Desenvolvimentismo e inclusão social: soa bem, funciona mal

É preciso cuidado com o receituário “batido”, implementado e testado diversas vezes no Brasil e em outros países, que resulta em crises econômicas ainda piores do que as que se propunha corrigir

Por Eduardo Coutinho e Ari F. Araújo Jr.*

A volta da esquerda ao poder no Brasil traz consigo o apelo à inclusão das camadas mais pobres da população. Não há como se opor a este chamado. Vivemos em um país que carrega muitas marcas da pobreza, como a ausência de saneamento básico para uma parcela significativa das pessoas. Contudo, o problema não está no diagnóstico, mas nas soluções propostas.

Os titulares da Fazenda, da secretaria-executiva deste ministério e da presidência do BNDES são personagens conhecidos pelas convicções desenvolvimentistas, pela ampliação dos gastos públicos e pela política monetária expansionista. Estes posicionamentos são apresentados como veículo da inclusão social. Trata-se de receituário batido, implementado e testado diversas vezes no Brasil, mas também mundo afora. O resultado? Crises econômicas ainda piores do que as que seriam corrigidas.

Ao contrário do que a corrente desenvolvimentista propaga, há ampla evidência estatística que demonstra a relação entre controles fiscal e monetário e crescimento econômico. Não é uma crença, mas fruto de resultados observados a partir do estudo sistemático de dados econômicos, mediante a utilização de modelos matemáticos testados e sob constante evolução.

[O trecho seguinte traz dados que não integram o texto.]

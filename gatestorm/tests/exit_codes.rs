use std::io::Write as _;
use std::process::Output;

use gatestorm_testserver::TestServer;
use tokio::process::Command;

const NO_WAIT: &str = "wait: { min: 0ms, max: 0ms }";

async fn gatestorm(args: &[&str]) -> Output {
    Command::new(env!("CARGO_BIN_EXE_gatestorm"))
        .args(args)
        .env_remove("GATESTORM_HOST")
        .env_remove("RUST_LOG")
        .output()
        .await
        .unwrap_or_else(|e| panic!("failed to spawn gatestorm: {e}"))
}

fn write_config(yaml: &str) -> tempfile::NamedTempFile {
    let mut file = tempfile::Builder::new()
        .suffix(".yaml")
        .tempfile()
        .unwrap_or_else(|e| panic!("create temp config: {e}"));
    file.write_all(yaml.as_bytes())
        .unwrap_or_else(|e| panic!("write temp config: {e}"));
    file
}

async fn start_server() -> TestServer {
    TestServer::start()
        .await
        .unwrap_or_else(|e| panic!("start test server: {e}"))
}

fn stdout(out: &Output) -> String {
    String::from_utf8_lossy(&out.stdout).into_owned()
}

fn stderr(out: &Output) -> String {
    String::from_utf8_lossy(&out.stderr).into_owned()
}

#[tokio::test]
async fn unknown_flag_is_invalid_input() {
    let out = gatestorm(&["run", "--bogus"]).await;
    assert_eq!(out.status.code(), Some(30), "{}", stderr(&out));
}

#[tokio::test]
async fn zero_users_is_invalid_input() {
    let out = gatestorm(&[
        "run",
        "--host",
        "http://127.0.0.1:9",
        "--no-discovery",
        "--users",
        "0",
    ])
    .await;
    assert_eq!(out.status.code(), Some(30), "{}", stderr(&out));
}

#[tokio::test]
async fn malformed_config_is_invalid_input() {
    let cfg = write_config("archetypes:\n  ddos: { users: 3 }\n");
    let path = cfg.path().to_string_lossy().into_owned();

    let out = gatestorm(&["run", "--no-discovery", "--config", &path]).await;
    assert_eq!(out.status.code(), Some(30), "{}", stderr(&out));
    assert!(stderr(&out).contains("failed to load config"), "{}", stderr(&out));
}

#[tokio::test]
async fn list_prints_every_archetype() {
    let out = gatestorm(&["list"]).await;
    assert_eq!(out.status.code(), Some(0));

    let text = stdout(&out);
    for name in [
        "ApiGatewayUser",
        "JwtSecurityTester",
        "JwtBlacklistTester",
        "SessionSecurityTester",
        "BruteForceProtectionTester",
    ] {
        assert!(text.contains(name), "{text}");
    }
}

#[tokio::test(flavor = "multi_thread")]
async fn passing_probes_exit_zero() {
    let server = start_server().await;
    let cfg = write_config(&format!("archetypes:\n  jwtSecurity: {{ {NO_WAIT} }}\n"));
    let path = cfg.path().to_string_lossy().into_owned();

    let out = gatestorm(&[
        "run",
        "--host",
        server.base_url(),
        "--config",
        &path,
        "--archetype",
        "jwt-security",
        "--iterations",
        "20",
        "--seed",
        "3",
        "--no-discovery",
    ])
    .await;

    assert_eq!(out.status.code(), Some(0), "{}", stderr(&out));
    let text = stdout(&out);
    assert!(text.contains("scenario: JwtSecurityTester"), "{text}");
    assert!(text.contains("checks: passed"), "{text}");

    server.shutdown().await;
}

#[tokio::test(flavor = "multi_thread")]
async fn failing_checks_exit_ten() {
    let server = start_server().await;
    // Login fails, so the blacklist probe cannot reach the protected route.
    let cfg = write_config(&format!(
        "identities:\n  fixed: {{ identifier: user1@example.com, password: wrong }}\narchetypes:\n  jwtBlacklist: {{ {NO_WAIT} }}\n"
    ));
    let path = cfg.path().to_string_lossy().into_owned();

    let out = gatestorm(&[
        "run",
        "--host",
        server.base_url(),
        "--config",
        &path,
        "--archetype",
        "jwt-blacklist",
        "--iterations",
        "2",
        "--no-discovery",
        "--output",
        "json",
    ])
    .await;

    assert_eq!(out.status.code(), Some(10), "{}", stderr(&out));

    let v: serde_json::Value = serde_json::from_slice(&out.stdout)
        .unwrap_or_else(|e| panic!("stdout is not json: {e}: {}", stdout(&out)));
    assert_eq!(v["kind"], "summary");
    assert_eq!(v["totals"]["checks_failed_total"], 2);
    assert_eq!(v["scenarios"][0]["scenario"], "JwtBlacklistTester");
    assert_eq!(
        v["scenarios"][0]["checks"][0]["name"],
        "access_before_logout"
    );

    server.shutdown().await;
}

#[tokio::test(flavor = "multi_thread")]
async fn host_can_come_from_the_environment() {
    let server = start_server().await;
    let cfg = write_config(&format!("archetypes:\n  sessionSecurity: {{ {NO_WAIT} }}\n"));
    let path = cfg.path().to_string_lossy().into_owned();

    let out = Command::new(env!("CARGO_BIN_EXE_gatestorm"))
        .args([
            "run",
            "--config",
            &path,
            "--archetype",
            "session-security",
            "--iterations",
            "3",
        ])
        .env("GATESTORM_HOST", server.base_url())
        .env_remove("RUST_LOG")
        .output()
        .await
        .unwrap_or_else(|e| panic!("failed to spawn gatestorm: {e}"));

    assert_eq!(out.status.code(), Some(0), "{}", stderr(&out));
    assert!(server.stats().logins_ok() > 0);

    server.shutdown().await;
}
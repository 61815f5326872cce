use std::time::Duration;

use gatestorm_core::{
    BoxFuture, Error, RunConfig, ScenarioOptions, Session, Task, TaskResult, TaskSet, VirtualUser,
    WaitTime, scenario_for,
};

struct Idle;

impl Idle {
    fn idle<'a>(&'a mut self, _session: &'a mut Session) -> BoxFuture<'a, TaskResult> {
        Box::pin(async { Ok(()) })
    }
}

impl VirtualUser for Idle {
    fn tasks() -> TaskSet<Self> {
        TaskSet::new([Task::new("idle", 1, Self::idle)])
    }
}

struct NoTasks;

impl NoTasks {
    fn disabled<'a>(&'a mut self, _session: &'a mut Session) -> BoxFuture<'a, TaskResult> {
        Box::pin(async { Ok(()) })
    }
}

impl VirtualUser for NoTasks {
    fn tasks() -> TaskSet<Self> {
        TaskSet::new([Task::new("disabled", 0, Self::disabled)])
    }
}

fn options() -> ScenarioOptions {
    ScenarioOptions {
        vus: Some(4),
        iterations: Some(100),
        duration: Some(Duration::from_secs(30)),
        ..ScenarioOptions::new("Idle", WaitTime::ZERO)
    }
}

#[test]
fn cli_values_win_over_scenario_values() {
    let cfg = RunConfig {
        vus: Some(1),
        iterations: Some(3),
        duration: Some(Duration::from_secs(2)),
    };

    let sc = scenario_for(options(), &cfg, |_| Idle)
        .unwrap_or_else(|e| panic!("expected scenario to be valid: {e}"));
    assert_eq!(sc.name, "Idle");
    assert_eq!(sc.vus, 1);
    assert_eq!(sc.iterations, Some(3));
    assert_eq!(sc.duration, Some(Duration::from_secs(2)));
}

#[test]
fn scenario_values_apply_without_cli_overrides() {
    let sc = scenario_for(options(), &RunConfig::default(), |_| Idle)
        .unwrap_or_else(|e| panic!("expected scenario to be valid: {e}"));
    assert_eq!(sc.vus, 4);
    assert_eq!(sc.iterations, Some(100));
    assert_eq!(sc.duration, Some(Duration::from_secs(30)));
}

#[test]
fn defaults_to_one_vu_and_one_iteration() {
    let sc = scenario_for(
        ScenarioOptions::new("Idle", WaitTime::ZERO),
        &RunConfig::default(),
        |_| Idle,
    )
    .unwrap_or_else(|e| panic!("expected scenario to be valid: {e}"));
    assert_eq!(sc.vus, 1);
    assert_eq!(sc.iterations, Some(1));
    assert_eq!(sc.duration, None);
}

#[test]
fn duration_alone_leaves_iterations_unbounded() {
    let cfg = RunConfig {
        duration: Some(Duration::from_secs(5)),
        ..RunConfig::default()
    };
    let sc = scenario_for(ScenarioOptions::new("Idle", WaitTime::ZERO), &cfg, |_| Idle)
        .unwrap_or_else(|e| panic!("expected scenario to be valid: {e}"));
    assert_eq!(sc.iterations, None);
    assert_eq!(sc.duration, Some(Duration::from_secs(5)));
}

#[test]
fn zero_values_are_rejected() {
    let zero_vus = RunConfig {
        vus: Some(0),
        ..RunConfig::default()
    };
    assert!(matches!(
        scenario_for(options(), &zero_vus, |_| Idle),
        Err(Error::InvalidVus(name)) if name == "Idle"
    ));

    let zero_iterations = RunConfig {
        iterations: Some(0),
        ..RunConfig::default()
    };
    assert!(matches!(
        scenario_for(options(), &zero_iterations, |_| Idle),
        Err(Error::InvalidIterations(_))
    ));

    let zero_duration = RunConfig {
        duration: Some(Duration::ZERO),
        ..RunConfig::default()
    };
    assert!(matches!(
        scenario_for(options(), &zero_duration, |_| Idle),
        Err(Error::InvalidDuration(_))
    ));
}

#[test]
fn task_table_without_weight_is_rejected() {
    let res = scenario_for(
        ScenarioOptions::new("NoTasks", WaitTime::ZERO),
        &RunConfig::default(),
        |_| NoTasks,
    );
    assert!(matches!(res, Err(Error::EmptyTaskSet(name)) if name == "NoTasks"));
}
use super::{Error, Result};

pub(super) fn has_header(headers: &[(String, String)], name: &str) -> bool {
    headers.iter().any(|(k, _)| k.eq_ignore_ascii_case(name))
}

pub(super) fn host_header_value(parsed: &url::Url) -> Option<String> {
    let host = parsed.host_str()?;
    match parsed.port() {
        Some(port) => Some(format!("{host}:{port}")),
        None => Some(host.to_string()),
    }
}

/// Parses `url` into both representations the client needs, rejecting non-HTTP schemes.
pub(super) fn parse_http_url(url: &str) -> Result<(url::Url, hyper::Uri)> {
    let parsed = url::Url::parse(url).map_err(|_| Error::InvalidUrl(url.to_string()))?;
    if !matches!(parsed.scheme(), "http" | "https") {
        return Err(Error::UnsupportedScheme(url.to_string()));
    }

    let uri: hyper::Uri = url
        .parse()
        .map_err(|_| Error::InvalidUrl(url.to_string()))?;
    Ok((parsed, uri))
}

A riqueza de um país não vem da quantidade de dinheiro em circulação e dos gastos descontrolados de governo, mas da capacidade de produção de bens e serviços por parte de empresas e indivíduos, a qual depende essencialmente de investimentos em máquinas, instalações físicas e tecnologia, que dão mais eficiência. Considerando que a recuperação destes investimentos é, em geral, lenta, a trajetória de longo prazo da economia é fundamental. Se o futuro espelhar mais inflação, juros altos e mercado consumidor em declínio, os investimentos não são realizados. A contribuição do governo deveria ser, desta forma, com poupança positiva. Isto é, o esforço de geração de poupança não deveria recair unicamente sobre o setor privado.

E como isso se conecta à agenda do governo? Com base nos posicionamentos públicos de Haddad, Galípolo e Mercadante, a agenda econômica será baseada no mesmo receituário que balizou as decisões de política econômica desde meados da década de 1970 até o fim dos anos de 1980 e o período que vai do segundo mandato de Lula até o governo Dilma: expansão fiscal, política monetária expansionista, crédito direcionado (bancos estatais) a juros subsidiados e política industrial ativa (campeões nacionais, por exemplo).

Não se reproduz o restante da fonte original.